[Stored items]
- - -
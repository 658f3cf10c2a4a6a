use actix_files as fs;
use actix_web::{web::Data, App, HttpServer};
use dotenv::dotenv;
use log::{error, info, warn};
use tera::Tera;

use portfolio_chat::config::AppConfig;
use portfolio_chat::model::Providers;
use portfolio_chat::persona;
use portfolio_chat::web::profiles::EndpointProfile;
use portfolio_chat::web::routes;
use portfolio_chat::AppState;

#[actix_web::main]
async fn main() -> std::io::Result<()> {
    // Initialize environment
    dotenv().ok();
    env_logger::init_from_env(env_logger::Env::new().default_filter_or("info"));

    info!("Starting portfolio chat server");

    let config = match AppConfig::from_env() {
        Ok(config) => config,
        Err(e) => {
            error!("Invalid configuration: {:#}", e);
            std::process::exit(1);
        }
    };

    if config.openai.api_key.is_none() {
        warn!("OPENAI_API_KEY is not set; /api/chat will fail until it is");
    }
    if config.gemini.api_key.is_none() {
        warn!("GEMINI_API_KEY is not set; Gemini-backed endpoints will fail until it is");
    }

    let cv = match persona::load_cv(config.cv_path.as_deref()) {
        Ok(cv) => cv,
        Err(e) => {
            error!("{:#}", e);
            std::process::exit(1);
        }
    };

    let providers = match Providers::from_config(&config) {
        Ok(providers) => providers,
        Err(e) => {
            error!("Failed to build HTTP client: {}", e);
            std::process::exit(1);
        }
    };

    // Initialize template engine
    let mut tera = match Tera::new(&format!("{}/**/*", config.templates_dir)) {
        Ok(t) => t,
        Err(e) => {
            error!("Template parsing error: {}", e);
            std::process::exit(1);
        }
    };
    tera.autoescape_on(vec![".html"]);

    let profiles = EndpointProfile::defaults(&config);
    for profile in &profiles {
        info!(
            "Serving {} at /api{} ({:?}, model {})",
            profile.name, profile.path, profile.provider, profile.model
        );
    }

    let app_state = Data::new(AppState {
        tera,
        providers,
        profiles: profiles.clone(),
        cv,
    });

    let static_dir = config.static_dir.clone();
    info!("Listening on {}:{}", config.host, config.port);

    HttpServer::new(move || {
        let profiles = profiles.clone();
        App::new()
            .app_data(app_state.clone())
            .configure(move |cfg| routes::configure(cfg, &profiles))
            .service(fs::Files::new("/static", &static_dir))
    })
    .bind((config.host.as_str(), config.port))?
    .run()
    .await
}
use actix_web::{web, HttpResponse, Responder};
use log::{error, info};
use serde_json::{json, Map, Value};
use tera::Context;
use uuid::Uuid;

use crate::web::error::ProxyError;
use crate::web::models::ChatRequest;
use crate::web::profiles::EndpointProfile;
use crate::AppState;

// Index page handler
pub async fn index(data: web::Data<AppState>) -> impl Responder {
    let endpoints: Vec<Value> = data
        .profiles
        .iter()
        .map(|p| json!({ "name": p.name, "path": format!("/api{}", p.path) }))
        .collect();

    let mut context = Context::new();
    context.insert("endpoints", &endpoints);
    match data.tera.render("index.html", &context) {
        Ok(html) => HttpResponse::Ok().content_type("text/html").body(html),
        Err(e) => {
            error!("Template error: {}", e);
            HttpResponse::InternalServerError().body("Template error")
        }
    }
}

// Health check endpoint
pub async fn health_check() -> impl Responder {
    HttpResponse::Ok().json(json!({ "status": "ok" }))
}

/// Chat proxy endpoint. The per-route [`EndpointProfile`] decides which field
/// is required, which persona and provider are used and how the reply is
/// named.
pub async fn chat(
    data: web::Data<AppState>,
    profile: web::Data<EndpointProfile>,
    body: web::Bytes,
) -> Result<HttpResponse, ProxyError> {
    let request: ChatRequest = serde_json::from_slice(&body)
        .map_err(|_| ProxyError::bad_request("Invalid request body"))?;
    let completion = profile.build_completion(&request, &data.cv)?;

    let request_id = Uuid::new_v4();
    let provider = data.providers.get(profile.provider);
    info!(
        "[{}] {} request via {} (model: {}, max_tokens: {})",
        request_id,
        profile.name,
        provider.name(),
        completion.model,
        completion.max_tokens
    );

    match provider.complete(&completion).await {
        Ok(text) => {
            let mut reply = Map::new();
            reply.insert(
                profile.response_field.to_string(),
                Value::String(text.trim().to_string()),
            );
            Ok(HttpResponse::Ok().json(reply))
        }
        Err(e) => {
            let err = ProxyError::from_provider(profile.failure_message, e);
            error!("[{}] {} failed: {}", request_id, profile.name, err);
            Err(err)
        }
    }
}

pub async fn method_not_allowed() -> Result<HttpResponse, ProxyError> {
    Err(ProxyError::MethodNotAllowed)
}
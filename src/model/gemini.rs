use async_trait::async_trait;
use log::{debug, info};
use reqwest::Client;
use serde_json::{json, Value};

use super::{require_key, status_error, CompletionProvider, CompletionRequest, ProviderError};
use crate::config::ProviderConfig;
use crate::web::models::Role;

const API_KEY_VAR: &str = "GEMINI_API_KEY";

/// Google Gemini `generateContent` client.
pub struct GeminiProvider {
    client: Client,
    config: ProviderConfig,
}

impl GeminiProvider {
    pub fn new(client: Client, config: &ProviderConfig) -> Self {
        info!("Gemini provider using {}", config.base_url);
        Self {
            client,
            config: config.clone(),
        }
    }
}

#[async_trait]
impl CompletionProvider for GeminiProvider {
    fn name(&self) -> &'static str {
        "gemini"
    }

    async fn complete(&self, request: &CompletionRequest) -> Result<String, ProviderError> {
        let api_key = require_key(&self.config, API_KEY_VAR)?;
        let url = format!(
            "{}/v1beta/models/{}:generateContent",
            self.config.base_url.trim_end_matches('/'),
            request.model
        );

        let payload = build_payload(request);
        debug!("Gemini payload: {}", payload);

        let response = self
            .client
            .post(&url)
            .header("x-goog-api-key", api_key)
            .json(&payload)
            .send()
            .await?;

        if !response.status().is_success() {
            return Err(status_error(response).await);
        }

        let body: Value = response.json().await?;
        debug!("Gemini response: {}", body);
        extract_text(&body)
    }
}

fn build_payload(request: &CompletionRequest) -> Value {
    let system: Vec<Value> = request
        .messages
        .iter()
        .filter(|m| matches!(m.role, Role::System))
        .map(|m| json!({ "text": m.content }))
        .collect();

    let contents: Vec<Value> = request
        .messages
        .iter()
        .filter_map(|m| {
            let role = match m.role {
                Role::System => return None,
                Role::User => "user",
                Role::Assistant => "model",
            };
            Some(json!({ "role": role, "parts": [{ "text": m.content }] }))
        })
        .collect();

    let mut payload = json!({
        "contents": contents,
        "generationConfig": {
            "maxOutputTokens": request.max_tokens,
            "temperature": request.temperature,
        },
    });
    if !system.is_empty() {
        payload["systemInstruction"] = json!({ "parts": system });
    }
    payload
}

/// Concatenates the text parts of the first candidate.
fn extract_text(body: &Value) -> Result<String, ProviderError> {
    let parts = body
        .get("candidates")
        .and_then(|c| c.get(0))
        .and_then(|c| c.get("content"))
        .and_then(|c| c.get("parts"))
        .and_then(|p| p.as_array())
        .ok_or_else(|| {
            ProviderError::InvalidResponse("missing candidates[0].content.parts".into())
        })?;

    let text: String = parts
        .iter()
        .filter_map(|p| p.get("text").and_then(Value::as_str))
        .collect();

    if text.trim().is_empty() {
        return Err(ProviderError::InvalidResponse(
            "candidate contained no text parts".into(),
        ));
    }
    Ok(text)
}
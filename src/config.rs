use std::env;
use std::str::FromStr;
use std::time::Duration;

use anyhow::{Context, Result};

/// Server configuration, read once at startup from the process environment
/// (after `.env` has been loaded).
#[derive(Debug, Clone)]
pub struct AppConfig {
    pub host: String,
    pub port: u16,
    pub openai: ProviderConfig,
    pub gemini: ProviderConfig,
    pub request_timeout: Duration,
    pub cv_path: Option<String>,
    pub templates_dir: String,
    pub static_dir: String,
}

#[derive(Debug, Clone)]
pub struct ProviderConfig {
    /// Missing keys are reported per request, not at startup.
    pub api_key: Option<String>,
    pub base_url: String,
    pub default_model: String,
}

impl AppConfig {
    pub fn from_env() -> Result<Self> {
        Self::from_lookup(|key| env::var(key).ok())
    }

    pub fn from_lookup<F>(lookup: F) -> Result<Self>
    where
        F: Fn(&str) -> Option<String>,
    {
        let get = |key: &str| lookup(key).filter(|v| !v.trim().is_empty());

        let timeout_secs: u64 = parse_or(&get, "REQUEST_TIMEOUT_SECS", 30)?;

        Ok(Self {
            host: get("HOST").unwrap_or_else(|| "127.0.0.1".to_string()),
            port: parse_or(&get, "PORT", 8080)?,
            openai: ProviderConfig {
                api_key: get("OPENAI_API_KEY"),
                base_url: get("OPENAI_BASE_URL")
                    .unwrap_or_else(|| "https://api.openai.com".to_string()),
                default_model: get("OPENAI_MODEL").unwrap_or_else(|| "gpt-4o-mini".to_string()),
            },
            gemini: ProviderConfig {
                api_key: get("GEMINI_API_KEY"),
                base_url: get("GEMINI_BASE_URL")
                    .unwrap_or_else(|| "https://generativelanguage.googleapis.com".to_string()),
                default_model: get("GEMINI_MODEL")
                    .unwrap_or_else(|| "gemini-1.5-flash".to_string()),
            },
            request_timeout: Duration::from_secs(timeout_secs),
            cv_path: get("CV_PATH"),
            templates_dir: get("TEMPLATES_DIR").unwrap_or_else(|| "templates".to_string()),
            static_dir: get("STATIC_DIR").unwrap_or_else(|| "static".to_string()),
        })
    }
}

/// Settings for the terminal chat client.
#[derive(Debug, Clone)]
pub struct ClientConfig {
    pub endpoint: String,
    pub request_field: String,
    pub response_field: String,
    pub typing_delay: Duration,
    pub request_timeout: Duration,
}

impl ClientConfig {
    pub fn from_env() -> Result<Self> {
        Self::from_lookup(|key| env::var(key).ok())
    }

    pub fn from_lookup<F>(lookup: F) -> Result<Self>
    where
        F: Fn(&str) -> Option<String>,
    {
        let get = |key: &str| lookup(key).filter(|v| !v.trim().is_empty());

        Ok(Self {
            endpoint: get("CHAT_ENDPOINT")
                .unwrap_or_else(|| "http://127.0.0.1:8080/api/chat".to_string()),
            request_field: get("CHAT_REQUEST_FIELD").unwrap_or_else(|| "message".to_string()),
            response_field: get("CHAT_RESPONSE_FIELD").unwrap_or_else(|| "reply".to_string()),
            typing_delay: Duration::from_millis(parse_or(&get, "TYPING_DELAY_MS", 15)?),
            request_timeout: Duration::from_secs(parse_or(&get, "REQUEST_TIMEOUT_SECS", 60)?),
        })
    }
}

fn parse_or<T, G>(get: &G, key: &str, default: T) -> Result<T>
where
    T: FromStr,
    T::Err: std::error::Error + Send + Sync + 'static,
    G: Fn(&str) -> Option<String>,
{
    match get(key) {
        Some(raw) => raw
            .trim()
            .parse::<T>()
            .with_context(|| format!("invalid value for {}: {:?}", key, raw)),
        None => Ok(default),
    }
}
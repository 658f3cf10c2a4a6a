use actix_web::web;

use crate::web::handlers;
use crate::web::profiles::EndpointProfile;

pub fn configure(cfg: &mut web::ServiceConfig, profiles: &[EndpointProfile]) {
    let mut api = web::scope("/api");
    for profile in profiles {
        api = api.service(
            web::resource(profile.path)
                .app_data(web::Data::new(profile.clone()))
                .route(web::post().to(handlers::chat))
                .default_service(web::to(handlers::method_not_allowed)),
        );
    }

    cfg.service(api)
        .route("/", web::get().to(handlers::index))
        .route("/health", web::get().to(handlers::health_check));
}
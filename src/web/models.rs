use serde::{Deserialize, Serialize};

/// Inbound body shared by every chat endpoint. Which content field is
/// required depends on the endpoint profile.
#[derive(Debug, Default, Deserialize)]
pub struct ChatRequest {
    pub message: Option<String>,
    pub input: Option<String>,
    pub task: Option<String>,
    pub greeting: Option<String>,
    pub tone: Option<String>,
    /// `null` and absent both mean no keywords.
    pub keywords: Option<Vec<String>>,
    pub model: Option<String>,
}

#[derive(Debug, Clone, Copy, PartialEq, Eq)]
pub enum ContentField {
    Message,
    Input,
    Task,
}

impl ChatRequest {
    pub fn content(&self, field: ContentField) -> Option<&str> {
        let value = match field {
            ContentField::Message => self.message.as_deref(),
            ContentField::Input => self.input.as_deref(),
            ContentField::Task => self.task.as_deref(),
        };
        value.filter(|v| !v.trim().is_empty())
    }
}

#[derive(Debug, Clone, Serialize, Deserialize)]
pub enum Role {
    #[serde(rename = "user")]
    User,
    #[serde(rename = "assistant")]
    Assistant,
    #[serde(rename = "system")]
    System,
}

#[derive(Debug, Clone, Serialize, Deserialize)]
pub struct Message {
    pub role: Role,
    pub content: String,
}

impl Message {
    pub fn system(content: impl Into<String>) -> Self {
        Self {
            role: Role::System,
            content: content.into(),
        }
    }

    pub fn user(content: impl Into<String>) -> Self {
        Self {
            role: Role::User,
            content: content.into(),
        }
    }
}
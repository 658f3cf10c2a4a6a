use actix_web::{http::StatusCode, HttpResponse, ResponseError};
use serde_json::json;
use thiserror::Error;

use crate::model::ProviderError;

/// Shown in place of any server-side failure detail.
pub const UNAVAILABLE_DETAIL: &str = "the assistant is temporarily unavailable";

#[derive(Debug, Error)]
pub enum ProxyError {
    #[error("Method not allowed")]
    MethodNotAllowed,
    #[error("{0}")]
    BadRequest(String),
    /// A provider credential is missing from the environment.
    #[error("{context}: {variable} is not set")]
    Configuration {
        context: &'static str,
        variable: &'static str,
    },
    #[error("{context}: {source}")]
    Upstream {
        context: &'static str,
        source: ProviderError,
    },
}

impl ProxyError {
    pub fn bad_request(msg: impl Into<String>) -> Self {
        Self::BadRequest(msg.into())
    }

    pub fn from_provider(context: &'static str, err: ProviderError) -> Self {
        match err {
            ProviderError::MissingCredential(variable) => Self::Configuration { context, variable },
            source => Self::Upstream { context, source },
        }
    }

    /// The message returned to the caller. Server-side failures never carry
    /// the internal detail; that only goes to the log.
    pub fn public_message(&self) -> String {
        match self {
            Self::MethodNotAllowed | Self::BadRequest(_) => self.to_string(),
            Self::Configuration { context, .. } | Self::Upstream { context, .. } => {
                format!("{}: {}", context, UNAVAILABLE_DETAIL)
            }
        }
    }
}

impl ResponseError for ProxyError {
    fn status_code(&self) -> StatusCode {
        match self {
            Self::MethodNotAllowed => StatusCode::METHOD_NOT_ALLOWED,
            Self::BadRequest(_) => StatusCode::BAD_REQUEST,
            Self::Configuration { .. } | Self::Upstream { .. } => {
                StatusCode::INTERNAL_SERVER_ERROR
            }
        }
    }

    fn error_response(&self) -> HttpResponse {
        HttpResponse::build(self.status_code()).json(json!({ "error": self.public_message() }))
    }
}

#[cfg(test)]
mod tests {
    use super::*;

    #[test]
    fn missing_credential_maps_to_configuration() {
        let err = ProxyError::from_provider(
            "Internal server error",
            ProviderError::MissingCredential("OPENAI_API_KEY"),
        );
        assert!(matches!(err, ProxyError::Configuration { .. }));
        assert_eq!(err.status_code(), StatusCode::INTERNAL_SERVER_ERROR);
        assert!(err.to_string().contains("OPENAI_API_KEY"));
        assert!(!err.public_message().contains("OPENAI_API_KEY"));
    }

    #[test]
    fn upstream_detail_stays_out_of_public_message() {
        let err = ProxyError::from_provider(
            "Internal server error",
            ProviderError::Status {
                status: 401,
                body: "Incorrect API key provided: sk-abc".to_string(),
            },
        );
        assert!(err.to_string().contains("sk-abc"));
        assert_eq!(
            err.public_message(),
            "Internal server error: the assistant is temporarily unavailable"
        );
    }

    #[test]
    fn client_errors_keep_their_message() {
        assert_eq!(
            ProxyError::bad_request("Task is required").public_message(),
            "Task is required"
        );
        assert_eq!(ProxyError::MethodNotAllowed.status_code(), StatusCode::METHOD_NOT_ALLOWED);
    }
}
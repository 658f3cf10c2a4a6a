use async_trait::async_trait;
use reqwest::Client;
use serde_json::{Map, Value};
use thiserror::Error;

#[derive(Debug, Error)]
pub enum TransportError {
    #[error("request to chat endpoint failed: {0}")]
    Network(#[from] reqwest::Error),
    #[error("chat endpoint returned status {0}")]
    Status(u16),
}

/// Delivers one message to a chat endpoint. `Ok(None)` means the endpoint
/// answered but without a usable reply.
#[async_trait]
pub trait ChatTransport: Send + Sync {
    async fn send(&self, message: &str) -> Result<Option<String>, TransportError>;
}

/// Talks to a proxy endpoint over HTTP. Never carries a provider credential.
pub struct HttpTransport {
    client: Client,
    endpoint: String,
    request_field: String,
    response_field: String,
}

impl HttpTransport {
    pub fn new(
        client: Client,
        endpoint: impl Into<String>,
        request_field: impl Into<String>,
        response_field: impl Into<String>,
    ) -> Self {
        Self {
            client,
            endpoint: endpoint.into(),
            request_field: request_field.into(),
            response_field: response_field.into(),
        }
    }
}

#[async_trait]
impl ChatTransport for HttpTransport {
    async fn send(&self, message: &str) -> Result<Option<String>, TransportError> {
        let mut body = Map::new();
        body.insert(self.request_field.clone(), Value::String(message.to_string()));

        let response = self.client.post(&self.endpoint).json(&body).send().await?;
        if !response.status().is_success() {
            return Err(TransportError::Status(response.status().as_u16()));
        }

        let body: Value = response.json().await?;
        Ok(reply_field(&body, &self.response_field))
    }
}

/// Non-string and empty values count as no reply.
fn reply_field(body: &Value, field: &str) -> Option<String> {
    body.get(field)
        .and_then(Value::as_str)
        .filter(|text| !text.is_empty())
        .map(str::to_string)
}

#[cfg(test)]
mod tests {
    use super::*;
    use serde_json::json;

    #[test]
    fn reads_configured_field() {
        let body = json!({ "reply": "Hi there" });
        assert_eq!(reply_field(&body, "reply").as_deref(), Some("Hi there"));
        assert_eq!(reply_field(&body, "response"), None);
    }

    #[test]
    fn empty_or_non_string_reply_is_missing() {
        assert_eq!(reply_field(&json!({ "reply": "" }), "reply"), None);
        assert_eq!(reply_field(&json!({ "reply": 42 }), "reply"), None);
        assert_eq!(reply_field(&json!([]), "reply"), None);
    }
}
- - -
> GOAL OF THE EXERCISE
Only the count, nothing else: how many lines of the records hold the word "Initialize"?

> WORKED SOLUTION
2